**TASK STATEMENT**
From the first record through the last, copy each one exactly.

**AVAILABLE DATA**
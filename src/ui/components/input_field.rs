//! Input Field Component
//!
//! A labelled single-line input with focus highlighting, password masking,
//! a placeholder and an inline error line.

use ratatui::{
    layout::Rect,
    style::{Color, Style},
    text::{Line, Span},
    widgets::{Block, BorderType, Borders, Paragraph},
    Frame,
};

use crate::app::TextField;
use crate::ui::theme::{COLOR_ACCENT, COLOR_BORDER, COLOR_DIM, COLOR_ERROR, COLOR_INPUT_BG};

/// Configuration for rendering an input field
#[derive(Debug, Clone)]
pub struct InputFieldConfig<'a> {
    /// Label displayed above the input
    pub label: &'a str,
    pub value: &'a str,
    pub focused: bool,
    /// Mask the value (passwords)
    pub is_password: bool,
    /// Shown under the input box
    pub error: Option<&'a str>,
    /// Shown dimmed while the value is empty
    pub placeholder: Option<&'a str>,
}

impl<'a> InputFieldConfig<'a> {
    pub fn new(label: &'a str, value: &'a str) -> Self {
        Self {
            label,
            value,
            focused: false,
            is_password: false,
            error: None,
            placeholder: None,
        }
    }

    /// Label, value and error taken from a form field.
    pub fn for_field(label: &'a str, field: &'a TextField) -> Self {
        Self::new(label, field.value()).error(field.error())
    }

    pub fn focused(mut self, focused: bool) -> Self {
        self.focused = focused;
        self
    }

    pub fn password(mut self, is_password: bool) -> Self {
        self.is_password = is_password;
        self
    }

    pub fn error(mut self, error: Option<&'a str>) -> Self {
        self.error = error;
        self
    }

    pub fn placeholder(mut self, placeholder: &'a str) -> Self {
        self.placeholder = Some(placeholder);
        self
    }

    /// Text inside the box, cursor excluded.
    fn display_value(&self) -> String {
        if self.value.is_empty() {
            return self.placeholder.unwrap_or_default().to_string();
        }
        if self.is_password {
            "•".repeat(self.value.chars().count())
        } else {
            self.value.to_string()
        }
    }
}

/// Rows needed: label, a three-row box and the error line if any.
pub fn calculate_input_field_height(config: &InputFieldConfig) -> u16 {
    if config.error.is_some() {
        5
    } else {
        4
    }
}

/// Render an input field and return the height it consumed.
///
/// Rows falling outside `area` are clipped.
pub fn render_input_field(frame: &mut Frame, area: Rect, config: &InputFieldConfig) -> u16 {
    let width = area.width.saturating_sub(2);
    let x = area.x + 1;
    let mut y = area.y;

    let label_style = if config.focused {
        Style::default().fg(COLOR_ACCENT)
    } else {
        Style::default().fg(Color::Gray)
    };
    frame.render_widget(
        Paragraph::new(Line::from(Span::styled(config.label, label_style))),
        Rect::new(x, y, width, 1).intersection(area),
    );
    y += 1;

    let border_color = if config.error.is_some() {
        COLOR_ERROR
    } else if config.focused {
        COLOR_ACCENT
    } else {
        COLOR_BORDER
    };
    let block = Block::default()
        .borders(Borders::ALL)
        .border_type(BorderType::Rounded)
        .border_style(Style::default().fg(border_color))
        .style(Style::default().bg(COLOR_INPUT_BG));

    let text_style = if config.value.is_empty() || !config.focused {
        Style::default().fg(COLOR_DIM)
    } else {
        Style::default().fg(Color::White)
    };
    let mut spans = vec![Span::styled(config.display_value(), text_style)];
    if config.focused {
        spans.push(Span::styled("█", Style::default().fg(COLOR_ACCENT)));
    }
    frame.render_widget(
        Paragraph::new(Line::from(spans)).block(block),
        Rect::new(x, y, width, 3).intersection(area),
    );
    y += 3;

    if let Some(error) = config.error {
        frame.render_widget(
            Paragraph::new(Line::from(vec![
                Span::styled("✗ ", Style::default().fg(COLOR_ERROR)),
                Span::styled(error, Style::default().fg(COLOR_ERROR)),
            ])),
            Rect::new(x, y, width, 1).intersection(area),
        );
        y += 1;
    }

    y - area.y
}
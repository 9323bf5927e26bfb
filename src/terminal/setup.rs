//! Entering and leaving TUI mode.

use crossterm::{
    cursor::Show,
    event::{DisableBracketedPaste, EnableBracketedPaste},
    execute,
    terminal::{disable_raw_mode, EnterAlternateScreen, LeaveAlternateScreen},
};
use std::io::{self, Write};

/// Alternate screen plus bracketed paste, so pasted comment text arrives
/// as one event.
pub fn enter_tui_mode<W: Write>(writer: &mut W) -> io::Result<()> {
    execute!(writer, EnterAlternateScreen, EnableBracketedPaste)
}

/// Undo [`enter_tui_mode`] and raw mode. Never fails; safe to repeat.
pub fn leave_tui_mode<W: Write>(writer: &mut W) {
    let _ = disable_raw_mode();
    let _ = execute!(writer, DisableBracketedPaste, LeaveAlternateScreen, Show);
    let _ = writer.flush();
}

/// Restore stdout from any state, e.g. inside a panic hook.
pub fn emergency_restore() {
    leave_tui_mode(&mut io::stdout());
}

**SOLUTION FOR THIS EXERCISE**
filename src/ui/components/input_field.rs
//! Input Field Component
//!
//! A labelled single-line input with focus highlighting, password masking,
//! a placeholder and an inline error line.

use ratatui::{
    layout::Rect,
    style::{Color, Style},
    text::{Line, Span},
    widgets::{Block, BorderType, Borders, Paragraph},
    Frame,
};

use crate::app::TextField;
use crate::ui::theme::{COLOR_ACCENT, COLOR_BORDER, COLOR_DIM, COLOR_ERROR, COLOR_INPUT_BG};

/// Configuration for rendering an input field
#[derive(Debug, Clone)]
pub struct InputFieldConfig<'a> {
    /// Label displayed above the input
    pub label: &'a str,
    pub value: &'a str,
    pub focused: bool,
    /// Mask the value (passwords)
    pub is_password: bool,
    /// Shown under the input box
    pub error: Option<&'a str>,
    /// Shown dimmed while the value is empty
    pub placeholder: Option<&'a str>,
}

impl<'a> InputFieldConfig<'a> {
    pub fn new(label: &'a str, value: &'a str) -> Self {
        Self {
            label,
            value,
            focused: false,
            is_password: false,
            error: None,
            placeholder: None,
        }
    }

    /// Label, value and error taken from a form field.
    pub fn for_field(label: &'a str, field: &'a TextField) -> Self {
        Self::new(label, field.value()).error(field.error())
    }

    pub fn focused(mut self, focused: bool) -> Self {
        self.focused = focused;
        self
    }

    pub fn password(mut self, is_password: bool) -> Self {
        self.is_password = is_password;
        self
    }

    pub fn error(mut self, error: Option<&'a str>) -> Self {
        self.error = error;
        self
    }

    pub fn placeholder(mut self, placeholder: &'a str) -> Self {
        self.placeholder = Some(placeholder);
        self
    }

    /// Text inside the box, cursor excluded.
    fn display_value(&self) -> String {
        if self.value.is_empty() {
            return self.placeholder.unwrap_or_default().to_string();
        }
        if self.is_password {
            "•".repeat(self.value.chars().count())
        } else {
            self.value.to_string()
        }
    }
}

/// Rows needed: label, a three-row box and the error line if any.
pub fn calculate_input_field_height(config: &InputFieldConfig) -> u16 {
    if config.error.is_some() {
        5
    } else {
        4
    }
}

/// Render an input field and return the height it consumed.
///
/// Rows falling outside `area` are clipped.
pub fn render_input_field(frame: &mut Frame, area: Rect, config: &InputFieldConfig) -> u16 {
    let width = area.width.saturating_sub(2);
    let x = area.x + 1;
    let mut y = area.y;

    let label_style = if config.focused {
        Style::default().fg(COLOR_ACCENT)
    } else {
        Style::default().fg(Color::Gray)
    };
    frame.render_widget(
        Paragraph::new(Line::from(Span::styled(config.label, label_style))),
        Rect::new(x, y, width, 1).intersection(area),
    );
    y += 1;

    let border_color = if config.error.is_some() {
        COLOR_ERROR
    } else if config.focused {
        COLOR_ACCENT
    } else {
        COLOR_BORDER
    };
    let block = Block::default()
        .borders(Borders::ALL)
        .border_type(BorderType::Rounded)
        .border_style(Style::default().fg(border_color))
        .style(Style::default().bg(COLOR_INPUT_BG));

    let text_style = if config.value.is_empty() || !config.focused {
        Style::default().fg(COLOR_DIM)
    } else {
        Style::default().fg(Color::White)
    };
    let mut spans = vec![Span::styled(config.display_value(), text_style)];
    if config.focused {
        spans.push(Span::styled("█", Style::default().fg(COLOR_ACCENT)));
    }
    frame.render_widget(
        Paragraph::new(Line::from(spans)).block(block),
        Rect::new(x, y, width, 3).intersection(area),
    );
    y += 3;

    if let Some(error) = config.error {
        frame.render_widget(
            Paragraph::new(Line::from(vec![
                Span::styled("✗ ", Style::default().fg(COLOR_ERROR)),
                Span::styled(error, Style::default().fg(COLOR_ERROR)),
            ])),
            Rect::new(x, y, width, 1).intersection(area),
        );
        y += 1;
    }

    y - area.y
}
repository 9323bf5927e26bfb
filename src/terminal/setup.rs
//! Entering and leaving TUI mode.

use crossterm::{
    cursor::Show,
    event::{DisableBracketedPaste, EnableBracketedPaste},
    execute,
    terminal::{disable_raw_mode, EnterAlternateScreen, LeaveAlternateScreen},
};
use std::io::{self, Write};

/// Alternate screen plus bracketed paste, so pasted comment text arrives
/// as one event.
pub fn enter_tui_mode<W: Write>(writer: &mut W) -> io::Result<()> {
    execute!(writer, EnterAlternateScreen, EnableBracketedPaste)
}

/// Undo [`enter_tui_mode`] and raw mode. Never fails; safe to repeat.
pub fn leave_tui_mode<W: Write>(writer: &mut W) {
    let _ = disable_raw_mode();
    let _ = execute!(writer, DisableBracketedPaste, LeaveAlternateScreen, Show);
    let _ = writer.flush();
}

/// Restore stdout from any state, e.g. inside a panic hook.
pub fn emergency_restore() {
    leave_tui_mode(&mut io::stdout());
}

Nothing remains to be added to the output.